= WORK REQUEST =
Nothing below is to be printed except the lines between the line holding "name of the selected destination." and the line holding "let now = chrono::Local::now();", inclusive, each exactly as it appears.

= DATA FOR THE TASK =
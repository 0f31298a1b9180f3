use crate::models::HelpMetadata;
use crate::models::prelude::ModelRoot;
use crate::report::prelude::ConfigError;
use crate::shared::RUN_ID_ENV_VAR;
use crate::shared::destination::Destination;
use crate::submit::prelude::{BugReportBuilder, DestinationConfig};
use anyhow::{Result, anyhow};
use clap::{ArgGroup, Parser};
use colored::*;
use directories::{BaseDirs, UserDirs};
use itertools::Itertools;
use secrecy::{ExposeSecret, SecretString};
use serde::Deserialize;
use serde_yaml::{Deserializer, Value};

use std::collections::BTreeMap;
use std::ffi::OsStr;
use std::fs;
use std::path::{Path, PathBuf};
use tracing::{debug, error, warn};

pub const CONFIG_DIR_NAME: &str = ".bug-report";

#[derive(Parser, Debug)]
#[clap(group = ArgGroup::new("config"))]
pub struct ConfigOptions {
    /// Add a paths to search for configuration. By default, `bug-report` will search up
    /// for `.bug-report` directories and attempt to load `.yml` and `.yaml` files for config.
    /// If the config directory is somewhere else, specifying this option will _add_
    /// the paths/files to the loaded config.
    #[clap(long, env = "BUG_REPORT_CONFIG_DIR", global(true))]
    extra_config: Vec<String>,

    /// When set, default config files will not be loaded and only specified config will be loaded.
    #[arg(
        long,
        env = "BUG_REPORT_DISABLE_DEFAULT_CONFIG",
        default_value = "false",
        global(true)
    )]
    disable_default_config: bool,

    /// Override the working directory
    #[arg(long, short = 'C', global(true))]
    working_dir: Option<String>,

    /// When outputting logs, or other files, the run-id is the unique value that will define where these go.
    /// In the case that the run-id is re-used, the old values will be overwritten.
    #[arg(long, global(true), env = RUN_ID_ENV_VAR)]
    run_id: Option<String>,

    /// Token used to call the GitHub API directly. Relays don't need one.
    #[arg(long, global(true), env = "BUG_REPORT_GITHUB_TOKEN", hide_env_values = true)]
    github_token: Option<String>,

    /// Override the repository owner of the selected destination.
    #[arg(long, global(true), env = "BUG_REPORT_GITHUB_OWNER")]
    owner: Option<String>,

    /// Override the repository name of the selected destination.
    #[arg(long, global(true), env = "BUG_REPORT_GITHUB_REPO")]
    repo: Option<String>,

    /// Relay used when no destination is configured.
    #[arg(long, global(true), env = "BUG_REPORT_RELAY_URL")]
    relay_url: Option<String>,
}

impl ConfigOptions {
    pub fn generate_run_id() -> String {
        let id = nanoid::nanoid!(4, &nanoid::alphabet::SAFE);
        let now = chrono::Local::now();
        let current_time = now.format("%Y%m%d");
        format!("{}-{}", current_time, id)
    }

    pub fn get_run_id(&self) -> String {
        self.run_id.clone().unwrap_or_else(Self::generate_run_id)
    }

    pub async fn load_config(&self) -> Result<FoundConfig> {
        let current_dir = std::env::current_dir();
        let working_dir = match (current_dir, &self.working_dir) {
            (Ok(cwd), None) => cwd,
            (_, Some(dir)) => PathBuf::from(&dir),
            _ => {
                error!(target: "user", "Unable to get a working dir");
                return Err(anyhow!("Unable to get a working dir"));
            }
        };

        let config_path = self.find_config_paths(&working_dir)?;
        let found_config = FoundConfig::new(self, working_dir, config_path).await;

        debug!("Loaded config {:?}", found_config);

        Ok(found_config)
    }

    fn find_config_paths(&self, working_dir: &Path) -> Result<Vec<PathBuf>, ConfigError> {
        let mut config_paths = Vec::new();

        if !self.disable_default_config {
            for config_dir in build_config_path(working_dir)? {
                debug!("Checking if {} exists", config_dir.display().to_string());
                if config_dir.exists() {
                    config_paths.push(config_dir)
                }
            }
        }

        for extra_config in &self.extra_config {
            let config_dir = Path::new(&extra_config);
            debug!("Checking if {} exists", config_dir.display().to_string());
            if config_dir.exists() {
                config_paths.push(config_dir.to_path_buf())
            }
        }

        Ok(config_paths)
    }

    fn overrides(&self) -> ConfigOverrides {
        ConfigOverrides {
            github_token: non_blank(&self.github_token).map(SecretString::from),
            owner: non_blank(&self.owner),
            repo: non_blank(&self.repo),
            relay_url: non_blank(&self.relay_url),
        }
    }
}

fn non_blank(value: &Option<String>) -> Option<String> {
    value
        .as_deref()
        .map(str::trim)
        .filter(|value| !value.is_empty())
        .map(str::to_string)
}

/// Values from flags and the environment that apply on top of the loaded destinations.
#[derive(Debug, Default)]
pub struct ConfigOverrides {
    pub github_token: Option<SecretString>,
    pub owner: Option<String>,
    pub repo: Option<String>,
    pub relay_url: Option<String>,
}

#[derive(Debug)]
pub struct FoundConfig {
    pub working_dir: PathBuf,
    pub raw_config: Vec<ModelRoot<Value>>,
    pub destinations: BTreeMap<String, Destination>,
    pub config_path: Vec<PathBuf>,
    pub run_id: String,
    pub overrides: ConfigOverrides,
}

impl FoundConfig {
    pub async fn new(
        config_options: &ConfigOptions,
        working_dir: PathBuf,
        config_path: Vec<PathBuf>,
    ) -> Self {
        let mut raw_config = load_all_config(&config_path).await;
        raw_config.sort_by_key(|x| x.full_name());

        let mut this = Self {
            working_dir,
            raw_config: raw_config.clone(),
            destinations: BTreeMap::new(),
            config_path,
            run_id: config_options.get_run_id(),
            overrides: config_options.overrides(),
        };

        for raw_config in raw_config {
            match Destination::try_from(raw_config) {
                Ok(destination) => insert_if_absent(&mut this.destinations, destination),
                Err(e) => debug!("Skipping resource. {}", e),
            }
        }

        this.add_env_destination();
        this
    }

    /// Without any configured destination, fall back to one assembled from the environment. It
    /// is only created when there is a way to reach a tracker, a relay url or a token.
    fn add_env_destination(&mut self) {
        if !self.destinations.is_empty() {
            return;
        }

        if self.overrides.relay_url.is_none() && self.overrides.github_token.is_none() {
            return;
        }

        let destination = Destination::from_env(
            self.overrides.owner.as_deref(),
            self.overrides.repo.as_deref(),
            self.overrides.relay_url.as_deref(),
        );
        debug!("Using destination from the environment {:?}", destination);
        self.destinations
            .insert(destination.name().to_string(), destination);
    }

    /// Pick the destination to submit to. Without a name, a single configured destination is
    /// used.
    pub fn select_destination(&self, name: Option<&str>) -> Result<&Destination, ConfigError> {
        match name {
            Some(name) => {
                self.destinations
                    .get(name)
                    .ok_or_else(|| ConfigError::DestinationNotFound {
                        name: name.to_string(),
                        known: self.known_destinations(),
                    })
            }
            None => match self.destinations.len() {
                0 => Err(ConfigError::NoDestination),
                1 => self
                    .destinations
                    .values()
                    .next()
                    .ok_or(ConfigError::NoDestination),
                _ => Err(ConfigError::AmbiguousDestination {
                    known: self.known_destinations(),
                }),
            },
        }
    }

    fn known_destinations(&self) -> String {
        if self.destinations.is_empty() {
            "none".to_string()
        } else {
            self.destinations.keys().join(", ")
        }
    }

    /// Submitter config for `destination`, with the GitHub token attached when one is known.
    pub fn destination_config(&self, destination: &Destination) -> DestinationConfig {
        let config = destination.destination_config();
        match &self.overrides.github_token {
            Some(token) => config.with_token(token.expose_secret()),
            None => config,
        }
    }

    /// A report builder preloaded with the destination's repository, labels and assignees.
    /// `--owner` and `--repo` win over the destination values.
    pub fn report_builder(&self, destination: &Destination) -> BugReportBuilder {
        let mut builder = BugReportBuilder::default();
        builder
            .owner(
                self.overrides
                    .owner
                    .clone()
                    .unwrap_or_else(|| destination.owner.clone()),
            )
            .repo(
                self.overrides
                    .repo
                    .clone()
                    .unwrap_or_else(|| destination.repo.clone()),
            )
            .labels(destination.labels.clone())
            .assignees(destination.assignees.clone());

        builder
    }
}

fn insert_if_absent<T: HelpMetadata>(map: &mut BTreeMap<String, T>, entry: T) {
    let name = entry.name().to_string();
    if map.contains_key(&name) {
        warn!(target: "user", "Duplicate {} found, dropping {} in {}", entry.full_name().to_string().bold(), entry.name().bold(), entry.metadata().file_path());
    } else {
        map.insert(name.to_string(), entry);
    }
}

async fn load_all_config(paths: &Vec<PathBuf>) -> Vec<ModelRoot<Value>> {
    let mut loaded_values = Vec::new();

    for file_path in expand_to_files(paths) {
        let file_contents = match fs::read_to_string(&file_path) {
            Err(e) => {
                warn!(target: "user", "Unable to read file {} because {}", file_path.display().to_string(), e);
                continue;
            }
            Ok(content) => content,
        };
        for doc in Deserializer::from_str(&file_contents) {
            if let Some(parsed_model) = parse_model(doc, &file_path) {
                loaded_values.push(parsed_model)
            }
        }
    }

    loaded_values
}

pub(crate) fn parse_model(doc: Deserializer, file_path: &Path) -> Option<ModelRoot<Value>> {
    let value = match Value::deserialize(doc) {
        Ok(value) => value,
        Err(e) => {
            warn!(target: "user", "Unable to load document from {} because {}", file_path.display(), e);
            return None;
        }
    };

    match serde_yaml::from_value::<ModelRoot<Value>>(value) {
        Ok(mut value) => {
            value.metadata.file_path = Some(file_path.display().to_string());
            Some(value)
        }
        Err(e) => {
            warn!(target: "user", "Unable to parse model from {} because {}", file_path.display(), e);
            None
        }
    }
}

fn expand_to_files(paths: &Vec<PathBuf>) -> Vec<PathBuf> {
    let mut config_files = Vec::new();
    for path in paths {
        let expanded_paths = expand_path(path).unwrap_or_else(|e| {
            warn!(target: "user", "Unable to access filesystem because {}", e);
            Vec::new()
        });
        config_files.extend(expanded_paths);
    }

    config_files
}

fn expand_path(path: &Path) -> Result<Vec<PathBuf>> {
    if !path.exists() {
        return Ok(Vec::new());
    }

    if path.is_file() {
        return Ok(vec![path.to_path_buf()]);
    }

    if path.is_dir() {
        let mut files = Vec::new();
        for dir_entry in fs::read_dir(path)?.flatten() {
            if !dir_entry.path().is_file() {
                continue;
            }

            let file_path = dir_entry.path();
            let extension = file_path.extension();
            if extension == Some(OsStr::new("yaml")) || extension == Some(OsStr::new("yml")) {
                debug!(target: "user", "Found file {:?}", file_path);
                files.push(file_path);
            }
        }
        files.sort();

        return Ok(files);
    }

    warn!("Unknown file type {}", path.display().to_string());
    Ok(Vec::new())
}

/// Every `.bug-report` directory that may hold config, closest to `working_dir` first.
pub fn build_config_path(working_dir: &Path) -> Result<Vec<PathBuf>, ConfigError> {
    let mut config_path = Vec::new();

    let working_dir = fs::canonicalize(working_dir)?;
    for search_dir in working_dir.ancestors() {
        config_path.push(search_dir.join(CONFIG_DIR_NAME))
    }

    if let Some(user_dirs) = UserDirs::new() {
        config_path.push(user_dirs.home_dir().join(CONFIG_DIR_NAME));
    }

    if let Some(base_dirs) = BaseDirs::new() {
        config_path.push(base_dirs.config_dir().join(CONFIG_DIR_NAME));
    }

    Ok(config_path)
}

= TASK OUTPUT =
    /// Override the repository name of the selected destination.
    #[arg(long, global(true), env = "BUG_REPORT_GITHUB_REPO")]
    repo: Option<String>,

    /// Relay used when no destination is configured.
    #[arg(long, global(true), env = "BUG_REPORT_RELAY_URL")]
    relay_url: Option<String>,
}

impl ConfigOptions {
    pub fn generate_run_id() -> String {
        let id = nanoid::nanoid!(4, &nanoid::alphabet::SAFE);
        let now = chrono::Local::now();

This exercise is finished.